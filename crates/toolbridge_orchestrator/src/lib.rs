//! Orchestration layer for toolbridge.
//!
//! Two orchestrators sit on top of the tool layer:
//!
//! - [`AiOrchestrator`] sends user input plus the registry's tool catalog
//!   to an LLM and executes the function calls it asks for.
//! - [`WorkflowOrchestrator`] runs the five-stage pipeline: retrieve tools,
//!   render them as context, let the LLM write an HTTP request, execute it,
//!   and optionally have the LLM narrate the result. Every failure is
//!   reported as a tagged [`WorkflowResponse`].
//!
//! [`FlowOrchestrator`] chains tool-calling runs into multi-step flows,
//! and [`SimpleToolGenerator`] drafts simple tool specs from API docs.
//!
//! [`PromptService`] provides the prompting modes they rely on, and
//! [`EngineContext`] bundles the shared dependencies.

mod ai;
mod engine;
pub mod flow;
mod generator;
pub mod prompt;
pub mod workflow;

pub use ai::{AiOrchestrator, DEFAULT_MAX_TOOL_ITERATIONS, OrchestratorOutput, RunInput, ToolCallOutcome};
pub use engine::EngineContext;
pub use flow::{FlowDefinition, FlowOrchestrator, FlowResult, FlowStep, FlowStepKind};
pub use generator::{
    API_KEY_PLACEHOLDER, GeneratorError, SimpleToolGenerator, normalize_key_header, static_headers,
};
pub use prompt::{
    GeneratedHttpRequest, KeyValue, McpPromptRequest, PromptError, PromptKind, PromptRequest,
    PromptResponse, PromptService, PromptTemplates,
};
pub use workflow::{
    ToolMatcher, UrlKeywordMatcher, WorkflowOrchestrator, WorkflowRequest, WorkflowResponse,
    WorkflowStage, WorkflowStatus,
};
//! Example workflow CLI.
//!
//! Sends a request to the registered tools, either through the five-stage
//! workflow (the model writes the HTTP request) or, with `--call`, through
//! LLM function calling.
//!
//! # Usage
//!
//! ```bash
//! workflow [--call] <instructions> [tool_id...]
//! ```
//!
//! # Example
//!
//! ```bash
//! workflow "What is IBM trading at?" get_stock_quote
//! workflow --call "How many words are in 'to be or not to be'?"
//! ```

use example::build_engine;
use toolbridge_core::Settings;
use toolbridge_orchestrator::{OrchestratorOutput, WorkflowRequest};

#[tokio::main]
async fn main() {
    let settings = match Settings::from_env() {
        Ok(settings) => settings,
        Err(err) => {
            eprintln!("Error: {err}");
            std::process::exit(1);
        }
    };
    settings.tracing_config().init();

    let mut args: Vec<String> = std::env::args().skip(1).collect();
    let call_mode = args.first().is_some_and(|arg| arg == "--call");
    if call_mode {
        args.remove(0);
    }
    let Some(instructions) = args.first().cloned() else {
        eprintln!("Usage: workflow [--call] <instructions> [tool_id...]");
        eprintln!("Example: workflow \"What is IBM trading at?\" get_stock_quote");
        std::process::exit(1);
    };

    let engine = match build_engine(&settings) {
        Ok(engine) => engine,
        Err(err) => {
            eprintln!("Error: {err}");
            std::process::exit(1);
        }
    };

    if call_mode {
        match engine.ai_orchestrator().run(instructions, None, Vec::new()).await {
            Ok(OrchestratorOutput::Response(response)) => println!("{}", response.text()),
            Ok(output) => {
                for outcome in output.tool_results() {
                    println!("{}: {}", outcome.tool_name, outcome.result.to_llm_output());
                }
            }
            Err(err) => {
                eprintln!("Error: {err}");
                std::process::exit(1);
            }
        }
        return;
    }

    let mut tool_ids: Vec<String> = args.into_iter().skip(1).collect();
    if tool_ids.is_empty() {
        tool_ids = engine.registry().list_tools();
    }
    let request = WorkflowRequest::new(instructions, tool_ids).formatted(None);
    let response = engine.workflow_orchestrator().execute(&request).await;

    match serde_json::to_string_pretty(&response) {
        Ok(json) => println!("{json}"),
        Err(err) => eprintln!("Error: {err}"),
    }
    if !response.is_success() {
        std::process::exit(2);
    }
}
○ ○ ○ ○
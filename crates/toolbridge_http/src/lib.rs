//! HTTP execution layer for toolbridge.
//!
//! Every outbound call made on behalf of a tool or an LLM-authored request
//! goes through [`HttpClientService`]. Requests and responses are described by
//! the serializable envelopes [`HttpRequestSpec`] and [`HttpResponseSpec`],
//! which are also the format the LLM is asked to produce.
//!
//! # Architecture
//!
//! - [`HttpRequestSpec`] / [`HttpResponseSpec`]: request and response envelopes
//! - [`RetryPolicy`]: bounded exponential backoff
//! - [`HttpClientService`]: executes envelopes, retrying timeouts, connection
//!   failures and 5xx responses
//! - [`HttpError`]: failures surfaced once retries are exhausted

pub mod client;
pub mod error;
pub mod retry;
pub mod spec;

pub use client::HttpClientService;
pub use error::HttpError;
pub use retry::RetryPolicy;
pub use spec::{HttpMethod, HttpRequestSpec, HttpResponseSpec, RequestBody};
○ ○ ○ ○
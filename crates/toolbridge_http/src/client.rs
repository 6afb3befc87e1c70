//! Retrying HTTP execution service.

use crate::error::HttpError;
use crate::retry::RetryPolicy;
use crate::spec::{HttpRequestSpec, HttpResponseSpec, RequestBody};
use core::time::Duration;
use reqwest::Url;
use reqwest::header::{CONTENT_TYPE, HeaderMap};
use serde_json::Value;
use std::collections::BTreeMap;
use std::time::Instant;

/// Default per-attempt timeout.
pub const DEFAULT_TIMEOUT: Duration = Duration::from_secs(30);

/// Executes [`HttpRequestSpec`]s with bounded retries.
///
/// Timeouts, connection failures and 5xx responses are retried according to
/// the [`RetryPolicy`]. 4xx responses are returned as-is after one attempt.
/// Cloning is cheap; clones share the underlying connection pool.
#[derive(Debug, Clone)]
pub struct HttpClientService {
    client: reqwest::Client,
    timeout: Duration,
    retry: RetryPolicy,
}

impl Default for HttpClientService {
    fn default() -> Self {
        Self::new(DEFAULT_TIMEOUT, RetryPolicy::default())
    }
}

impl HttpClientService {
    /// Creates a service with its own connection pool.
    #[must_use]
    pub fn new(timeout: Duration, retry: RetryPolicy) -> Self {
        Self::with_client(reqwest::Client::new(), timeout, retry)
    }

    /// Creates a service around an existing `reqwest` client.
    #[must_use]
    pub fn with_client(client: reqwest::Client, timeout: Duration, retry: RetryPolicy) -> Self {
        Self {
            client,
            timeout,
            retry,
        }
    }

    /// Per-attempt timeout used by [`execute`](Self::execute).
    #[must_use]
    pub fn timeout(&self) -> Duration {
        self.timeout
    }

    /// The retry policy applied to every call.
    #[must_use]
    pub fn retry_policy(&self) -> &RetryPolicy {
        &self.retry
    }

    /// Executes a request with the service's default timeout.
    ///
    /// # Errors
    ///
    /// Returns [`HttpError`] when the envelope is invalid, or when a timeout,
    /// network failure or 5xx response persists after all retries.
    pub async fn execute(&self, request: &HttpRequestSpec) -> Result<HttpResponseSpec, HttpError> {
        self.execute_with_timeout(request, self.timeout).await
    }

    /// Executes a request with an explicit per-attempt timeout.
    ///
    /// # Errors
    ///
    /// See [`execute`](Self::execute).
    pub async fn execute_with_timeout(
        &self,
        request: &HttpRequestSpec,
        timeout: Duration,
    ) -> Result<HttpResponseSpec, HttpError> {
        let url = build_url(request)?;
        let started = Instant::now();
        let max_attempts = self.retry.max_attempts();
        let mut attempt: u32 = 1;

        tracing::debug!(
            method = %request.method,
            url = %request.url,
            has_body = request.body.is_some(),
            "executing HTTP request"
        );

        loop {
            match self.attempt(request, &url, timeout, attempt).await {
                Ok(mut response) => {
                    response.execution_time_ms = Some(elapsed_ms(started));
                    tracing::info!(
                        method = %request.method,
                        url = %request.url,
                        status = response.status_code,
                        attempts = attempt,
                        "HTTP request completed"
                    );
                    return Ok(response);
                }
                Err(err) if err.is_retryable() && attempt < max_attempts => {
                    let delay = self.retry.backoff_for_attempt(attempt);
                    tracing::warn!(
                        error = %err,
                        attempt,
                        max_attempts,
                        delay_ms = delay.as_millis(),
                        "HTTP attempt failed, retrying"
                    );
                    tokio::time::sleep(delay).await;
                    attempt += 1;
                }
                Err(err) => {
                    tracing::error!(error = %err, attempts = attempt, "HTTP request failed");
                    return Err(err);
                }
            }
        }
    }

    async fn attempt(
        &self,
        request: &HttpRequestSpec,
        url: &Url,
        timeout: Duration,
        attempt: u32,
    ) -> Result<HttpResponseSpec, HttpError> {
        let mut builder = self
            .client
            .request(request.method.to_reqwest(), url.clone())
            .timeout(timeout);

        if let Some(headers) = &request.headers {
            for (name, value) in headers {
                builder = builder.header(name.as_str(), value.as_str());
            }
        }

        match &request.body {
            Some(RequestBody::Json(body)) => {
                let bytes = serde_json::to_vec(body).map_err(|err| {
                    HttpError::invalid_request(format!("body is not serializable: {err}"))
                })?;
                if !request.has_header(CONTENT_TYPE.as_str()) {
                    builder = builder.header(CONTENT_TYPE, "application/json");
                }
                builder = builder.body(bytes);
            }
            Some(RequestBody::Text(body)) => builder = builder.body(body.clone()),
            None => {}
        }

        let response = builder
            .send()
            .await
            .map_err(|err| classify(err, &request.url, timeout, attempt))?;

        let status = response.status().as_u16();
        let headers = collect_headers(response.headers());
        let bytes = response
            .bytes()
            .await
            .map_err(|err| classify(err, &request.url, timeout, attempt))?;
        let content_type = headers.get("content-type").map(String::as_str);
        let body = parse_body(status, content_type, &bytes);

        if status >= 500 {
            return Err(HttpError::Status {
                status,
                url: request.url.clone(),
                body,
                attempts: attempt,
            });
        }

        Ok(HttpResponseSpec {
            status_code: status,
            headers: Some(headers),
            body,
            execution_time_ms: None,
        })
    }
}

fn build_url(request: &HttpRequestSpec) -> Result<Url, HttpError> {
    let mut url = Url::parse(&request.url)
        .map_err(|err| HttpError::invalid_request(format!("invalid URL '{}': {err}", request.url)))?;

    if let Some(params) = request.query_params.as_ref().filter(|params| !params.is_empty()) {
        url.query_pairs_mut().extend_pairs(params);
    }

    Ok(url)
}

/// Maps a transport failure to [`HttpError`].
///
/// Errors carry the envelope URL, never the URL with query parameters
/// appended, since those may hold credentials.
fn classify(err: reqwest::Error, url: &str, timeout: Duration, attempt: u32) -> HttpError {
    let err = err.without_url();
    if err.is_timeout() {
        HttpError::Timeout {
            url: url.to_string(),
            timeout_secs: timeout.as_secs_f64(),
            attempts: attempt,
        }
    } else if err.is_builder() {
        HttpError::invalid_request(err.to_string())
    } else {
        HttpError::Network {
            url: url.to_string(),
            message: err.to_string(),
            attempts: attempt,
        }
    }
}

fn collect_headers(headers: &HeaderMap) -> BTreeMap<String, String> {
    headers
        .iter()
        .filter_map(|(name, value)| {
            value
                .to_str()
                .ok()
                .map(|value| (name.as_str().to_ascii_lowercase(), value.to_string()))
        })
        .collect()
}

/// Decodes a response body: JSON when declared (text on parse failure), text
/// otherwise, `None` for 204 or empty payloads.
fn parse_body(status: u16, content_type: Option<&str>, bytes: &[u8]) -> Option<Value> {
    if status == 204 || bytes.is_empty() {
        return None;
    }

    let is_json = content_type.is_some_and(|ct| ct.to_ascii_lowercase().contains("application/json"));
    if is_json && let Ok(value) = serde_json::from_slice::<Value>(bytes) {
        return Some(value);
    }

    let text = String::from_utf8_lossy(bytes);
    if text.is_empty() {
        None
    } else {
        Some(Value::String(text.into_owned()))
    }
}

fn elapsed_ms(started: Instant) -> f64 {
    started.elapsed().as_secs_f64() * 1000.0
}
○ ○ ○ ○
Take the word "RequestBody" and find each line of the material that contains it. Copy those lines.

pub use spec::{HttpMethod, HttpRequestSpec, HttpResponseSpec, RequestBody};
use crate::spec::{HttpRequestSpec, HttpResponseSpec, RequestBody};
            Some(RequestBody::Json(body)) => {
            Some(RequestBody::Text(body)) => builder = builder.body(body.clone()),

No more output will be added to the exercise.